As my chief servant, you may ride in the carriage with me,” he
proclaimed loftily. He looked meaningfully at the other three
standing nearby. All of them seemed to take the hint at the same
time; they dispersed quickly, hurrying off as though an unfinished
task had suddenly been brought to the forefront of their memory.
Karl made sure that they were well out of earshot before bringing
his eyes back to Richard.


In the carriage,” he said. “I’ll tell you what I know, but
only in there. It’s for your ears only, at least until we get to
Stratford. By then, I suspect every last one of them will be able
to figure it out for themselves”.

Richard nodded
wordlessly and followed Karl inside of his ebony-painted carriage.
The interior was dim and somewhat small, but the seats were
exceedingly comfortable and the large window provided an excellent
view of the land outside of it. Karl and Richard took seats on
opposite sides of the carriage and said nothing for a time. Richard
watched the last-minute bustle of the servants as they finished
loading all of their worldly goods onto the horses; he saw several
men ride away ahead of the crowd, their packings light and their
horses swift. Marcus and John took individual horses and rode out
to the edge of the crowd. Richard saw that both of them had the
assault rifles that they were only allowed to touch when the
situation warranted it. The fact that they were now carrying them
made Richard shiver with a sudden nameless fear. The other servants
jostled their horses into a circle around the two carriages;
Richard had no idea who was riding in the other, save for a large
amount of food.

Karl brought
out a long, ornately carved wooden smoking pipe and a small hide
pouch filled with tobacco. He packed the bowl of the pipe with
tobacco and felt around on his person for matches. Richard swiftly
opened his shoulder-bag and found the box of waterproof matches
he’d brought along; there weren’t many left, but he gave one to his
master, who lit the pipe with a small smile and shook the match out
with an extravagant wave of his hand. He then proceeded to puff on
the pipe furiously, his actions short and angry.

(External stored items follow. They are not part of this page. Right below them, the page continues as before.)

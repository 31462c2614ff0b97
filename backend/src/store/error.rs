//! Errors raised by ledger store backends

use uuid::Uuid;

/// Errors from ledger store operations.
#[derive(Debug, thiserror::Error)]
pub enum StoreError {
    /// A record read by the transaction changed before commit, or a
    /// concurrent transaction won a lock. Safe to retry from scratch.
    #[error("write conflict: {0}")]
    Conflict(String),

    /// Another batch already uses this seed batch id.
    #[error("seed batch id already in use: {0}")]
    DuplicateKey(String),

    /// A stored document could not be encoded or decoded.
    #[error("corrupt document {id}: {reason}")]
    Serialization { id: Uuid, reason: String },

    /// The backend cannot serve requests (poisoned lock, pool closed).
    #[error("store unavailable: {0}")]
    Unavailable(String),

    #[error("database error: {0}")]
    Database(#[from] sqlx::Error),
}

impl StoreError {
    pub fn is_conflict(&self) -> bool {
        matches!(self, StoreError::Conflict(_))
    }
}

/// Result alias for store operations.
pub type StoreResult<T> = Result<T, StoreError>;
//! Verdex seed inventory ledger - backend library
//!
//! Tracks harvested seed batches and the distributions drawn from them,
//! keeping every batch balance and audit log consistent with the
//! distribution records under concurrent use.

use std::{sync::Arc, time::Duration};

use axum::{routing::get, Router};
use sqlx::postgres::PgPoolOptions;
use tower_http::{
    cors::{Any, CorsLayer},
    trace::TraceLayer,
};

pub mod config;
pub mod error;
pub mod handlers;
pub mod middleware;
pub mod routes;
pub mod services;
pub mod store;

pub use crate::config::Config;
pub use error::{AppError, AppResult};

use crate::config::StoreBackend;
use store::{InMemoryLedgerStore, LedgerStore, PgLedgerStore, TransactionConfig};

/// Application state shared across handlers
#[derive(Clone)]
pub struct AppState {
    pub store: Arc<dyn LedgerStore>,
    pub config: Arc<Config>,
}

impl AppState {
    pub fn new(store: Arc<dyn LedgerStore>, config: Config) -> Self {
        Self {
            store,
            config: Arc::new(config),
        }
    }

    pub fn transaction_config(&self) -> TransactionConfig {
        TransactionConfig::from(&self.config.ledger)
    }
}

/// Open the ledger store selected by `config.store`
pub async fn connect_store(config: &Config) -> AppResult<Arc<dyn LedgerStore>> {
    match config.store.backend {
        StoreBackend::Memory => {
            tracing::warn!("Using in-memory ledger store; data is lost on restart");
            Ok(Arc::new(InMemoryLedgerStore::new()))
        }
        StoreBackend::Postgres => {
            let url = config.store.database_url.as_deref().ok_or_else(|| {
                AppError::Configuration("store.database_url is required for postgres".into())
            })?;

            tracing::info!("Connecting to database...");
            let db_pool = PgPoolOptions::new()
                .max_connections(config.store.max_connections)
                .min_connections(config.store.min_connections)
                .acquire_timeout(Duration::from_secs(30))
                .connect(url)
                .await
                .map_err(store::StoreError::from)?;
            tracing::info!("Database connection established");

            // Run migrations in development
            if config.is_development() {
                tracing::info!("Running database migrations...");
                sqlx::migrate!("./migrations")
                    .run(&db_pool)
                    .await
                    .map_err(|e| AppError::Internal(format!("migration failed: {}", e)))?;
                tracing::info!("Migrations completed");
            }

            Ok(Arc::new(PgLedgerStore::new(db_pool)))
        }
    }
}

/// Create the application router with all routes and middleware
pub fn create_app(state: AppState) -> Router {
    // CORS configuration
    let cors = CorsLayer::new()
        .allow_origin(Any)
        .allow_methods(Any)
        .allow_headers(Any);

    Router::new()
        .route("/", get(root))
        .route("/health", get(handlers::health_check))
        .nest("/api/v1", routes::api_routes(state.clone()))
        .layer(TraceLayer::new_for_http())
        .layer(cors)
        .with_state(state)
}

/// Root endpoint
async fn root() -> &'static str {
    "Verdex Seed Inventory API v1.0"
}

Speaker Tang, that...” he began to say, and then shook his
head furiously. “No, I won’t fall into that trap. Might slip up
later and then who knows who might hear me?” He puffed on his pipe
and then looked into Richard’s eyes. “You’ve been a good and
faithful servant, Richard. I’ve increased my prestige immensely
with you on my side”. He smiled around the pipestem. “And my
wealth, it must be said. So much that I think the Speakers are
jealous of me”.

Richard gave
him and uncertain look and the hatchet-faced man laughed
uproariously, as though this were the funniest thing he’d ever
seen.


It’s true, I swear!” Karl exclaimed. “From the entrance fees,
and the take from wagers, the farmers around here have made me the
richest man in the area, and one of the richest in the Republic.
Now...” his face returned to its previous thundercloud formation.
“Now, what good is it all? It comes down to some stashed goods and
a wagon of food”.

Richard leaned
forward, his face intent. He placed his hands on his knees, wishing
that he could place them around his master’s neck.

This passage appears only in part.